- [WHAT IS REQUIRED]
Find every line with the string "this" in the material below and copy it.

BEGIN TASK INPUTS

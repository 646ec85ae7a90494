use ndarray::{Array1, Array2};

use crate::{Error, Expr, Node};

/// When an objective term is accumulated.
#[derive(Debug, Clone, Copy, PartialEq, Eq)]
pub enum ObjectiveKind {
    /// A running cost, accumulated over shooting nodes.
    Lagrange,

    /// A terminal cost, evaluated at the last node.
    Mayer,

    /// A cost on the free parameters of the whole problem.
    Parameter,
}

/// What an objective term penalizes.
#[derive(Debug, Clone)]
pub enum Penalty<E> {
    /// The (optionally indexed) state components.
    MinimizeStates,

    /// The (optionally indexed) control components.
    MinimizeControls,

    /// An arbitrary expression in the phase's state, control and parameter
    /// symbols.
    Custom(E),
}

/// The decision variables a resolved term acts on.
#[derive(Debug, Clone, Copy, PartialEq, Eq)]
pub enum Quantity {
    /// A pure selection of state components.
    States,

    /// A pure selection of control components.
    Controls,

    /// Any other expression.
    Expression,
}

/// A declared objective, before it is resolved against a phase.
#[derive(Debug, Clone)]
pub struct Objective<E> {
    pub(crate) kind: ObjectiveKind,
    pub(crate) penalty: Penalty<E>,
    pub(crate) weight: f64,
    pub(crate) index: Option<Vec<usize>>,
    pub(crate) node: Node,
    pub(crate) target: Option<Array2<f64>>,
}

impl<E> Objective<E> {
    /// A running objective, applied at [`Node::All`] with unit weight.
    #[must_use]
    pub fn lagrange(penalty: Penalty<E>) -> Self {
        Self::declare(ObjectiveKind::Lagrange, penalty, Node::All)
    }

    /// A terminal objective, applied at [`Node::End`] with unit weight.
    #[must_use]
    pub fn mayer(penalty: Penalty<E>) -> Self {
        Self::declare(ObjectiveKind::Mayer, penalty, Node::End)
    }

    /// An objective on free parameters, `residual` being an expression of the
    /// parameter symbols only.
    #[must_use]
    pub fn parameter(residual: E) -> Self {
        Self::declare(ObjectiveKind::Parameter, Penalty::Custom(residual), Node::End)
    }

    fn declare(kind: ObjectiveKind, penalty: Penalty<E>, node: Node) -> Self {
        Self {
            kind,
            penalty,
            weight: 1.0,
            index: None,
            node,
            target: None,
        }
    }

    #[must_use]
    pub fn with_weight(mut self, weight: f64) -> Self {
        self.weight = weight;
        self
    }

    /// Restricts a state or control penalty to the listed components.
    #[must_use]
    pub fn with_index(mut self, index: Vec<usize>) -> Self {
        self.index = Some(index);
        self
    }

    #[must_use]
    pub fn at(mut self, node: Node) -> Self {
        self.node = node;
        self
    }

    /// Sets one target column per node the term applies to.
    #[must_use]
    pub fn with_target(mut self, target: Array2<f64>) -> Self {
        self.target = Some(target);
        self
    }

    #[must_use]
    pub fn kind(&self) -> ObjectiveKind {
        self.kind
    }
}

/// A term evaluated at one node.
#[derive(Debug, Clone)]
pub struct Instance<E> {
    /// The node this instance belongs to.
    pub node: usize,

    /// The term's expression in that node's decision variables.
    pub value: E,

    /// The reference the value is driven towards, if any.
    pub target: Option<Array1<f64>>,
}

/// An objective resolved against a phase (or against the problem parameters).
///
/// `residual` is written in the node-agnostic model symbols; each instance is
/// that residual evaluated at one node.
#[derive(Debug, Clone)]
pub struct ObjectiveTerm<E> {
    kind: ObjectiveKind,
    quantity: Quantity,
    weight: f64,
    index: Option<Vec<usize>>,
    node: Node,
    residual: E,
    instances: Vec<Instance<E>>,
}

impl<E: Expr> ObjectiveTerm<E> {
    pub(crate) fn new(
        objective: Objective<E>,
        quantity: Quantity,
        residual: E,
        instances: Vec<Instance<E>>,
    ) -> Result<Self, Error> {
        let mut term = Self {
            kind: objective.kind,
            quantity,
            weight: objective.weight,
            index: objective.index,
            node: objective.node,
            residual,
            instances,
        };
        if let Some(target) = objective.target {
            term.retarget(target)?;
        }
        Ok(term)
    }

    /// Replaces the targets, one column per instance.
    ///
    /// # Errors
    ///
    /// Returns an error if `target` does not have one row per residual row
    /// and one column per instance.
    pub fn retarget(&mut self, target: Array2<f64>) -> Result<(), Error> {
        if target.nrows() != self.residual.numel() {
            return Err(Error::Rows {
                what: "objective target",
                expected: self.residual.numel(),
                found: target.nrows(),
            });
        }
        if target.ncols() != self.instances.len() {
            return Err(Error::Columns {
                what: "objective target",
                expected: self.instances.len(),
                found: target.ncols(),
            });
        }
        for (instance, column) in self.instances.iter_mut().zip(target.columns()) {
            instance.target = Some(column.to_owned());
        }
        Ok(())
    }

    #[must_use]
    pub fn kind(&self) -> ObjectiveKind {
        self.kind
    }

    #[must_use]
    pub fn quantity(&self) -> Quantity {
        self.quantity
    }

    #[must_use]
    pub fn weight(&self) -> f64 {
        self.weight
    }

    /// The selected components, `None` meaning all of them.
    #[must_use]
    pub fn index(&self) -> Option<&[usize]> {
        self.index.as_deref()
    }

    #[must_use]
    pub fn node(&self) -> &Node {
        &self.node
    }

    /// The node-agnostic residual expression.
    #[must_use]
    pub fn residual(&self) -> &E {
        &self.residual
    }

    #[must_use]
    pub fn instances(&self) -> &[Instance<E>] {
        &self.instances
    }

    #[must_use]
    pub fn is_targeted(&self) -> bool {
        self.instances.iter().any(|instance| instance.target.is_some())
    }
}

END TASK INPUTS
BEGIN TASK INPUTS

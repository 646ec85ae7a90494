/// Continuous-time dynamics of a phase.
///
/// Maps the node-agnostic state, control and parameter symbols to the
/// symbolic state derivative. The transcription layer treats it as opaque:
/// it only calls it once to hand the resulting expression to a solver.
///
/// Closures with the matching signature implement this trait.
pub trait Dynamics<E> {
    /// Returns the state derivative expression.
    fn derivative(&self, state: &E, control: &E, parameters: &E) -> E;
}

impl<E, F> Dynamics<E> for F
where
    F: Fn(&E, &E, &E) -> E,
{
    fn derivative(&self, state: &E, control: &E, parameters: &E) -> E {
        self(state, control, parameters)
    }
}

END TASK INPUTS
BEGIN TASK INPUTS

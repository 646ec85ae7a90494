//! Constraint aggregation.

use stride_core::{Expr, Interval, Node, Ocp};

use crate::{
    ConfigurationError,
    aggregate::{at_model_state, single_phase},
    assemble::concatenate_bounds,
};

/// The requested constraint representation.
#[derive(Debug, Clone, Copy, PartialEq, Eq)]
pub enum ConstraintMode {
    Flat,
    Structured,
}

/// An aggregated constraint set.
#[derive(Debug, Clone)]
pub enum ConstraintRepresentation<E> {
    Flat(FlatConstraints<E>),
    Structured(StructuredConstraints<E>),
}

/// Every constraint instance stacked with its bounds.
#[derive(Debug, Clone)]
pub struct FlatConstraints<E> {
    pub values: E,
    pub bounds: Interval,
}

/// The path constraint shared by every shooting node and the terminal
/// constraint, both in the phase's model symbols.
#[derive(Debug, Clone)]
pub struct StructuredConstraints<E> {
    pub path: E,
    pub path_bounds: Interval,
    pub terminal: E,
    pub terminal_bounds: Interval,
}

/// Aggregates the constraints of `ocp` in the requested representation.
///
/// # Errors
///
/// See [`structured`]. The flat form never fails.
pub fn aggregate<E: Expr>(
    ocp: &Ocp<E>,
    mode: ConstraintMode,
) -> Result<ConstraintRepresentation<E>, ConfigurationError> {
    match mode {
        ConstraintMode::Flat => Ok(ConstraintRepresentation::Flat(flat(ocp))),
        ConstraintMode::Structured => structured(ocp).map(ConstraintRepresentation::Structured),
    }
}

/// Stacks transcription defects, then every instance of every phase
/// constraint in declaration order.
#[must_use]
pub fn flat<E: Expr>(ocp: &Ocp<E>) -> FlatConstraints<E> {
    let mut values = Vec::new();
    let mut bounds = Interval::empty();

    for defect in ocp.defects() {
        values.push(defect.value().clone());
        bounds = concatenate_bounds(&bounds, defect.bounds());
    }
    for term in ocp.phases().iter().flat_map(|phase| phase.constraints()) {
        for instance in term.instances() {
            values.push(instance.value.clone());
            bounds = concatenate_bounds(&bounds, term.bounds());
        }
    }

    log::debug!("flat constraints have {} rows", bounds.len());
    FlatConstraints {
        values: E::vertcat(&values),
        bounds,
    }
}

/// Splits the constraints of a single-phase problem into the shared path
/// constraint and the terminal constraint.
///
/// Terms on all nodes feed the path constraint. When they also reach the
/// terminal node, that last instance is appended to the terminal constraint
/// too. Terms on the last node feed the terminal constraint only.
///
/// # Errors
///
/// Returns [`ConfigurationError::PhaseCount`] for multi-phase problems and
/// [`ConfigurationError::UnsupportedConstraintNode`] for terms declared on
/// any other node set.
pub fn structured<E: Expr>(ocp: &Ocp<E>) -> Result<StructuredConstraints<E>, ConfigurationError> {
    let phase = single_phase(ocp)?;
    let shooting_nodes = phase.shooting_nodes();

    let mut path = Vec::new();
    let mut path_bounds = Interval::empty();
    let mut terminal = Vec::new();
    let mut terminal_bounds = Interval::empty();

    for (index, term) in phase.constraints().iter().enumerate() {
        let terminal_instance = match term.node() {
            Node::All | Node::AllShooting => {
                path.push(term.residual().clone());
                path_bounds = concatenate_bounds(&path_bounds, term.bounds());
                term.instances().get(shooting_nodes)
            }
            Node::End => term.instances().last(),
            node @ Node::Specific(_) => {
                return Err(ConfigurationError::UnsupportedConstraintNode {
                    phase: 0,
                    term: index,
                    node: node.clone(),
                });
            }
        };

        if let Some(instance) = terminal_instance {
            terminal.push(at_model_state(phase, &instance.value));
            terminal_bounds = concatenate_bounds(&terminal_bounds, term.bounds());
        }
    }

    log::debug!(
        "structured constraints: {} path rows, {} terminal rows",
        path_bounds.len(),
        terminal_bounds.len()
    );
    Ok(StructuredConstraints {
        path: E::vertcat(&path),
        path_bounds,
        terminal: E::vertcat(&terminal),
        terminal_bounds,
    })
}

END TASK INPUTS

- [ANSWER TO THE PROBLEM]
    /// The node this instance belongs to.
/// Closures with the matching signature implement this trait.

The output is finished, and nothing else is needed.